* **Exercise instructions**:
Show me each line of the listing below where the word "lookups" appears.

* **Entries supplied**:

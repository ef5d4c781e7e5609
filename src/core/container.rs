//! # Container Tree
//!
//! The recursive data model behind all navigation state. A container is
//! either a linear stack of views or a tab group of sibling containers,
//! and any container may carry one modal child presented on top of it:
//!
//! ```text
//! Tabs "root" (selected: 0)
//! ├── Stack "home"     [Landing > Detail]      ← visible leaf (top view)
//! ├── Stack "library"  [Shelf]
//! └── modal: Stack "compose" [Editor]          ← wins if attached
//! ```
//!
//! Invariants enforced here rather than in the reducer:
//!
//! - A stack's view list never becomes empty. `pop` on a single view
//!   refuses; constructors reject empty view lists.
//! - A tab group's `selected_index` always addresses a live child.
//! - At most one modal per container; attaching again replaces the old
//!   one. The modal's `parent_tag` is stamped on attach and cleared on
//!   detach; it is weak bookkeeping for lookups, never ownership.
//! - At most one overlay per container; showing over an existing one
//!   refuses, so the first overlay stays up until dismissed.
//!
//! The view payload `V` is opaque to the engine. Value equality is all
//! the engine ever asks of it (to decide whether the visible leaf
//! actually changed).

use std::fmt;

/// Process-unique identifier for a container. Uniqueness across the tree
/// is a caller contract; lookups assume at most one match.
#[derive(Debug, Clone, PartialEq, Eq, Hash)]
pub struct ContainerTag(String);

impl ContainerTag {
    pub fn new(tag: impl Into<String>) -> Self {
        ContainerTag(tag.into())
    }

    pub fn as_str(&self) -> &str {
        &self.0
    }
}

impl fmt::Display for ContainerTag {
    fn fmt(&self, f: &mut fmt::Formatter<'_>) -> fmt::Result {
        f.write_str(&self.0)
    }
}

impl From<&str> for ContainerTag {
    fn from(s: &str) -> Self {
        ContainerTag(s.to_string())
    }
}

impl From<String> for ContainerTag {
    fn from(s: String) -> Self {
        ContainerTag(s)
    }
}

/// A node in the navigation tree: a stack of views or a group of tabs.
#[derive(Debug, Clone, PartialEq)]
pub enum Container<V> {
    Stack(StackState<V>),
    Tabs(TabsState<V>),
}

/// A linear navigation stack. The last view is the one on screen when
/// this stack is the visible container.
#[derive(Debug, Clone, PartialEq)]
pub struct StackState<V> {
    pub tag: ContainerTag,
    views: Vec<V>,
    pub modal: Option<Box<Container<V>>>,
    /// A single view laid over this stack without hiding its content.
    pub overlay: Option<V>,
    /// Whether a back gesture may dismiss this stack when it is presented
    /// as a modal.
    pub cancellable: bool,
    pub parent_tag: Option<ContainerTag>,
}

impl<V> StackState<V> {
    pub fn new(tag: impl Into<ContainerTag>, first_view: V) -> Self {
        StackState {
            tag: tag.into(),
            views: vec![first_view],
            modal: None,
            overlay: None,
            cancellable: false,
            parent_tag: None,
        }
    }

    /// Builds a stack from an existing view list. Returns `None` for an
    /// empty list; a stack without views is not representable.
    pub fn with_views(tag: impl Into<ContainerTag>, views: Vec<V>) -> Option<Self> {
        if views.is_empty() {
            return None;
        }
        Some(StackState {
            tag: tag.into(),
            views,
            modal: None,
            overlay: None,
            cancellable: false,
            parent_tag: None,
        })
    }

    pub fn cancellable(mut self, flag: bool) -> Self {
        self.cancellable = flag;
        self
    }

    pub fn views(&self) -> &[V] {
        &self.views
    }

    /// The view on screen when this stack is the visible container.
    pub fn top_view(&self) -> &V {
        // views is never empty
        self.views.last().unwrap()
    }

    pub fn push(&mut self, view: V) {
        self.views.push(view);
    }

    /// Drops the top view. Refuses (returns false) on a single-view
    /// stack; the non-emptiness invariant outranks the request.
    pub fn pop(&mut self) -> bool {
        if self.views.len() > 1 {
            self.views.pop();
            true
        } else {
            false
        }
    }

    /// Swaps the top view for another. Always succeeds: the view count
    /// is unchanged, so the invariant holds even at length one.
    pub fn replace_top(&mut self, view: V) {
        *self.views.last_mut().unwrap() = view;
    }

    /// Replaces the whole view list. Refuses an empty replacement.
    pub fn replace_views(&mut self, views: Vec<V>) -> bool {
        if views.is_empty() {
            return false;
        }
        self.views = views;
        true
    }

    /// Truncates the stack so the first view is on top. Returns how many
    /// views were dropped.
    pub fn unwind_to_first(&mut self) -> usize {
        let dropped = self.views.len() - 1;
        self.views.truncate(1);
        dropped
    }
}

impl<V: PartialEq> StackState<V> {
    /// Truncates the stack so `view` is on top, if present. Returns
    /// `None` when the view is not in the stack, otherwise how many
    /// views were dropped.
    pub fn unwind_to(&mut self, view: &V) -> Option<usize> {
        let index = self.views.iter().position(|v| v == view)?;
        let dropped = self.views.len() - (index + 1);
        self.views.truncate(index + 1);
        Some(dropped)
    }
}

/// A group of sibling containers with one selected at a time.
#[derive(Debug, Clone, PartialEq)]
pub struct TabsState<V> {
    pub tag: ContainerTag,
    children: Vec<Container<V>>,
    selected_index: usize,
    pub modal: Option<Box<Container<V>>>,
    /// A single view laid over the whole group without hiding it.
    pub overlay: Option<V>,
    pub parent_tag: Option<ContainerTag>,
}

impl<V> TabsState<V> {
    /// Builds a tab group. Returns `None` for an empty child list.
    pub fn new(tag: impl Into<ContainerTag>, children: Vec<Container<V>>) -> Option<Self> {
        if children.is_empty() {
            return None;
        }
        Some(TabsState {
            tag: tag.into(),
            children,
            selected_index: 0,
            modal: None,
            overlay: None,
            parent_tag: None,
        })
    }

    pub fn children(&self) -> &[Container<V>] {
        &self.children
    }

    pub fn selected_index(&self) -> usize {
        self.selected_index
    }

    pub fn selected(&self) -> &Container<V> {
        &self.children[self.selected_index]
    }

    /// Changes the selection. Refuses an out-of-range index and a
    /// selection that would not change anything.
    pub fn select(&mut self, index: usize) -> bool {
        if index >= self.children.len() || index == self.selected_index {
            return false;
        }
        self.selected_index = index;
        true
    }
}

impl<V> Container<V> {
    pub fn tag(&self) -> &ContainerTag {
        match self {
            Container::Stack(s) => &s.tag,
            Container::Tabs(t) => &t.tag,
        }
    }

    pub fn parent_tag(&self) -> Option<&ContainerTag> {
        match self {
            Container::Stack(s) => s.parent_tag.as_ref(),
            Container::Tabs(t) => t.parent_tag.as_ref(),
        }
    }

    pub fn modal(&self) -> Option<&Container<V>> {
        match self {
            Container::Stack(s) => s.modal.as_deref(),
            Container::Tabs(t) => t.modal.as_deref(),
        }
    }

    /// The non-modal overlay laid over this container, if any.
    pub fn overlay(&self) -> Option<&V> {
        match self {
            Container::Stack(s) => s.overlay.as_ref(),
            Container::Tabs(t) => t.overlay.as_ref(),
        }
    }

    /// Lays `overlay` over this container. Refuses (returns false) when
    /// one is already up; the existing overlay stays.
    pub fn show_overlay(&mut self, overlay: V) -> bool {
        let slot = match self {
            Container::Stack(s) => &mut s.overlay,
            Container::Tabs(t) => &mut t.overlay,
        };
        if slot.is_some() {
            return false;
        }
        *slot = Some(overlay);
        true
    }

    /// Clears this container's overlay. Returns false if there was none.
    pub(crate) fn dismiss_overlay(&mut self) -> bool {
        let slot = match self {
            Container::Stack(s) => &mut s.overlay,
            Container::Tabs(t) => &mut t.overlay,
        };
        slot.take().is_some()
    }

    fn set_parent_tag(&mut self, tag: Option<ContainerTag>) {
        match self {
            Container::Stack(s) => s.parent_tag = tag,
            Container::Tabs(t) => t.parent_tag = tag,
        }
    }

    /// Attaches `modal` on top of this container, replacing any modal
    /// already attached, and stamps its `parent_tag`.
    pub fn attach_modal(&mut self, mut modal: Container<V>) {
        let host_tag = self.tag().clone();
        modal.set_parent_tag(Some(host_tag));
        let slot = match self {
            Container::Stack(s) => &mut s.modal,
            Container::Tabs(t) => &mut t.modal,
        };
        *slot = Some(Box::new(modal));
    }

    /// Detaches this container's modal, clearing the weak back-reference
    /// on the way out. Returns false if there was nothing to detach.
    pub(crate) fn detach_modal(&mut self) -> bool {
        let slot = match self {
            Container::Stack(s) => &mut s.modal,
            Container::Tabs(t) => &mut t.modal,
        };
        match slot.take() {
            Some(mut modal) => {
                modal.set_parent_tag(None);
                true
            }
            None => false,
        }
    }

    /// Resolves the single stack actually on screen: a modal always wins
    /// over its host's own content, a tab group defers to its selected
    /// child, and a stack is the end of the walk. Total: every finite
    /// tree bottoms out at a stack.
    pub fn visible_stack(&self) -> &StackState<V> {
        if let Some(modal) = self.modal() {
            return modal.visible_stack();
        }
        match self {
            Container::Stack(s) => s,
            Container::Tabs(t) => t.selected().visible_stack(),
        }
    }

    /// The view on screen right now.
    pub fn visible_view(&self) -> &V {
        self.visible_stack().top_view()
    }

    /// Tag of the container whose modal the visible stack lives under,
    /// if the visibility walk crosses a modal boundary at all. Nested
    /// modals resolve to the innermost host.
    pub fn visible_modal_host(&self) -> Option<&ContainerTag> {
        let mut host = None;
        let mut current = self;
        loop {
            if let Some(modal) = current.modal() {
                host = Some(current.tag());
                current = modal;
            } else if let Container::Tabs(t) = current {
                current = t.selected();
            } else {
                return host;
            }
        }
    }

    /// The overlay on screen right now, if any. A container hidden
    /// behind a modal never shows its overlay; along the visible chain
    /// the innermost overlay wins.
    pub fn visible_overlay(&self) -> Option<&V> {
        let mut found = None;
        let mut current = self;
        loop {
            if let Some(modal) = current.modal() {
                current = modal;
                continue;
            }
            if let Some(overlay) = current.overlay() {
                found = Some(overlay);
            }
            match current {
                Container::Tabs(t) => current = t.selected(),
                Container::Stack(_) => return found,
            }
        }
    }

    /// Tag of the container whose overlay is on screen, if any.
    pub fn visible_overlay_host(&self) -> Option<&ContainerTag> {
        let mut host = None;
        let mut current = self;
        loop {
            if let Some(modal) = current.modal() {
                current = modal;
                continue;
            }
            if current.overlay().is_some() {
                host = Some(current.tag());
            }
            match current {
                Container::Tabs(t) => current = t.selected(),
                Container::Stack(_) => return host,
            }
        }
    }

    /// Depth-first lookup by tag, searching each container's modal
    /// before its children. First match wins.
    pub fn find_by_tag(&self, tag: &ContainerTag) -> Option<&Container<V>> {
        if self.tag() == tag {
            return Some(self);
        }
        if let Some(found) = self.modal().and_then(|m| m.find_by_tag(tag)) {
            return Some(found);
        }
        if let Container::Tabs(t) = self {
            for child in &t.children {
                if let Some(found) = child.find_by_tag(tag) {
                    return Some(found);
                }
            }
        }
        None
    }

    pub(crate) fn find_by_tag_mut(&mut self, tag: &ContainerTag) -> Option<&mut Container<V>> {
        if self.tag() == tag {
            return Some(self);
        }
        // Resolve the branch immutably first: conditionally returning a
        // mutable borrow while keeping `self` usable trips the borrow
        // checker.
        if self.modal().is_some_and(|m| m.find_by_tag(tag).is_some()) {
            let modal = match self {
                Container::Stack(s) => s.modal.as_deref_mut(),
                Container::Tabs(t) => t.modal.as_deref_mut(),
            };
            return modal.and_then(|m| m.find_by_tag_mut(tag));
        }
        if let Container::Tabs(t) = self {
            let index = t
                .children
                .iter()
                .position(|child| child.find_by_tag(tag).is_some())?;
            return t.children[index].find_by_tag_mut(tag);
        }
        None
    }
}

/// The whole navigation state for an app session: one exclusively owned
/// container tree plus the foreground flag. Created once at startup and
/// only ever rewritten by the reducer.
#[derive(Debug, Clone, PartialEq)]
pub struct NavigationState<V> {
    pub root: Container<V>,
    pub app_in_foreground: bool,
}

impl<V> NavigationState<V> {
    pub fn new(root: Container<V>) -> Self {
        NavigationState {
            root,
            app_in_foreground: true,
        }
    }

    pub fn visible_container(&self) -> &StackState<V> {
        self.root.visible_stack()
    }

    pub fn visible_view(&self) -> &V {
        self.root.visible_view()
    }

    pub fn visible_overlay(&self) -> Option<&V> {
        self.root.visible_overlay()
    }

    pub fn find_by_tag(&self, tag: &ContainerTag) -> Option<&Container<V>> {
        self.root.find_by_tag(tag)
    }
}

* **Response area**:
//!   detach; it is weak bookkeeping for lookups, never ownership.
/// is a caller contract; lookups assume at most one match.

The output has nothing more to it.